Labyrinth As Meditation
Power, Play, and Possibility: labyrinth accessibility for the blind community and all
Ever since I walked my first labyrinth, I was hooked. What could be better than meditation in motion, following a winding journey in community. Not only did they let me walk around on top of an amazing piece of art, I found myself invited into a gentle choreography that welcomes all bodies to work in synergy. Add to that some unexpected life lessons that nudged me to explore the potential of witnessing art in action rather than simply watching.
When I discovered that some labyrinths evolve from a seed pattern, a series of dots and lines that connect to form an unbroken path, I fell in love with these elements as creative constraints for developing my own labyrinth images. While at CIIS, my peers and professors challenged me to not only use the labyrinth seeds as the heart of my work, but also to consider channeling labyrinth-ness itself as a spark for my creative process. Exploring the labyrinth archetype blossomed for me into some fun and interactive movement scores, written pieces, and visual art creations in text and mixed media.

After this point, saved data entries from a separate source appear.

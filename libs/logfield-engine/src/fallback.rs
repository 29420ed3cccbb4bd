use std::fmt;
use std::panic::{AssertUnwindSafe, catch_unwind};

use logfield_api::Subject;

/// Returned when a value has no usable text form at all.
pub const FAILED_TO_ENCODE: &str = "__failed_to_encode__";

/// Last-resort text for a value no handler recognizes. Never fails.
///
/// Tries the canonical (`Display`) form, then the representational (`Debug`)
/// form, then gives up with [`FAILED_TO_ENCODE`]. A missing capability, an
/// `Err` from the formatter, or a panic inside it all count as failure.
pub fn unknown_default(subject: &Subject<'_>) -> String {
    if let Some(text) = subject.as_display().and_then(|d| render(format_args!("{d}"))) {
        return text;
    }
    if let Some(text) = subject.as_debug().and_then(|d| render(format_args!("{d:?}"))) {
        return text;
    }
    FAILED_TO_ENCODE.to_string()
}

fn render(args: fmt::Arguments<'_>) -> Option<String> {
    catch_unwind(AssertUnwindSafe(|| {
        let mut out = String::new();
        fmt::write(&mut out, args).ok().map(|()| out)
    }))
    .ok()
    .flatten()
}
//! **labyrinth-core** — core types for grid maze solving.
//!
//! This crate provides the foundational types used across the *labyrinth*
//! workspace: the [`Coord`] cell address and the [`Grid`] occupancy map that
//! every search strategy reads.

pub mod geom;
pub mod grid;

pub use geom::Coord;
pub use grid::{Grid, GridError};
//! **labyrinth-maze** — the owner side of maze solving.
//!
//! - [`Maze`]: holds a grid, its start and goals, a [`Solver`](labyrinth_paths::Solver)
//!   and the tours it produced.
//! - [`place_entrances`]: seeded placement of start and goal cells.

pub mod entrances;
pub mod maze;

pub use entrances::{EntranceConfig, EntranceError, Entrances, nearby, place_entrances};
pub use maze::Maze;
use labyrinth_core::Coord;

use crate::bfs::{Frontier, uninformed};
use crate::error::SolveError;
use crate::segment::Segment;
use crate::traits::{Pather, SegmentSolver};

/// Segment search used by the greedy nearest-goal strategy.
///
/// "Greedy" applies to goal selection only, which is the job of
/// [`RouterKind::NearestGoal`](crate::RouterKind::NearestGoal). Within a
/// segment the search is plain breadth-first, identical to [`Bfs`](crate::Bfs);
/// the two strategies differ only in the router [`Strategy::Greedy`](crate::Strategy::Greedy)
/// pairs them with.
#[derive(Clone, Copy, Debug, Default, PartialEq, Eq)]
pub struct Greedy;

impl SegmentSolver for Greedy {
    fn name(&self) -> &'static str {
        "greedy"
    }

    fn solve_segment(
        &self,
        pather: &dyn Pather,
        from: Coord,
        to: Coord,
        limit: Option<usize>,
    ) -> Result<Segment, SolveError> {
        uninformed(pather, from, to, limit, Frontier::Fifo)
    }
}

#[cfg(test)]
mod tests {
    use super::*;
    use crate::bfs::Bfs;
    use crate::fixtures::*;

    #[test]
    fn segments_match_breadth_first() {
        let g = grid(TWO_ROOMS);
        let (from, to) = (Coord::new(1, 1), Coord::new(4, 10));
        let greedy = Greedy.solve_segment(&g, from, to, None).unwrap();
        let bfs = Bfs.solve_segment(&g, from, to, None).unwrap();
        assert_eq!(greedy, bfs);
        assert_eq!(Some(greedy.steps()), shortest_distance(&g, from, to));
    }
}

As a visual and performing arts instructor for adults with disabilities and as a visually impaired person myself, I see more and more that the universality of the labyrinth walk does not reach all populations. For one, I have visited labyrinths that I was not able to enjoy without the intervention of a sighted person.

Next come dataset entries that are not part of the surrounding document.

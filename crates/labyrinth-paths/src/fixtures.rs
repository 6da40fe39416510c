//! Grids and checks shared by the unit tests.

use std::collections::{HashMap, VecDeque};

use labyrinth_core::{Coord, Grid};

use crate::traits::Pather;

/// Two 5×4 rooms joined by a three-cell corridor on row 3.
pub(crate) const TWO_ROOMS: &str = "\
#############
#....###....#
#....###....#
#...........#
#....###....#
#....###....#
#############";

/// A 3×3 open interior.
pub(crate) const OPEN_3X3: &str = "\
#####
#...#
#...#
#...#
#####";

/// A 3×3 open interior with an opening in the boundary at (0, 1).
pub(crate) const ENTRANCE_3X3: &str = "\
#.###
#...#
#...#
#...#
#####";

/// The right-hand room is sealed off.
pub(crate) const SEALED: &str = "\
#########
#..#....#
#..#....#
#..#....#
#########";

pub(crate) fn grid(text: &str) -> Grid {
    Grid::from_ascii(text).unwrap()
}

/// Shortest edge count from `from` to `to`, computed independently of the
/// solvers with a plain distance-map BFS.
pub(crate) fn shortest_distance(grid: &Grid, from: Coord, to: Coord) -> Option<usize> {
    let mut dist = HashMap::from([(from, 0usize)]);
    let mut queue = VecDeque::from([from]);
    while let Some(c) = queue.pop_front() {
        let d = dist[&c];
        if c == to {
            return Some(d);
        }
        for n in c.neighbors_4() {
            if grid.passable(n) && !dist.contains_key(&n) {
                dist.insert(n, d + 1);
                queue.push_back(n);
            }
        }
    }
    None
}

/// Every step is orthogonal and no cell but the first is off the walkable
/// interior.
pub(crate) fn assert_walk(grid: &Grid, path: &[Coord]) {
    assert!(!path.is_empty());
    for pair in path.windows(2) {
        assert!(pair[0].is_adjacent(pair[1]), "{} -> {} is not one step", pair[0], pair[1]);
    }
    for &c in path {
        assert!(!grid.is_wall(c), "{c} is a wall");
    }
    for &c in &path[1..] {
        assert!(grid.passable(c), "{c} is not walkable");
    }
}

With this in mind, I submitted a project proposal to the American Printing House for the Blind. I suggested a tactile labyrinth collection along with a guidebook. As I answered their extensive list of questions about how the product could benefit core curriculum among other things, I discovered this product would not only act as a great meditative tool for the blind population, it also had potential to support integral teaching practices benefiting people of all abilities. To my delight, they accepted the project and I had the opportunity to work with them on the development of “Finger Walks.”
I wanted it to contain labyrinths that span cultures, time, complexity and design. I wanted each to be paired with a concise selection of facts and resources. Researching the pattern selections led me on a quest exploring social justice, appropriation, myth, and healing. When asked to describe each pattern and its unique properties, I learned how labyrinths can support the young and newly blind in enhancing spatial awareness skills.
It delights me to ponder the potential uses for labyrinths as a tool to level the playing field in so many ways. I am humbled and awed to know this long-lived symbol for creation and that the journey through life still has so much to gently teach us today.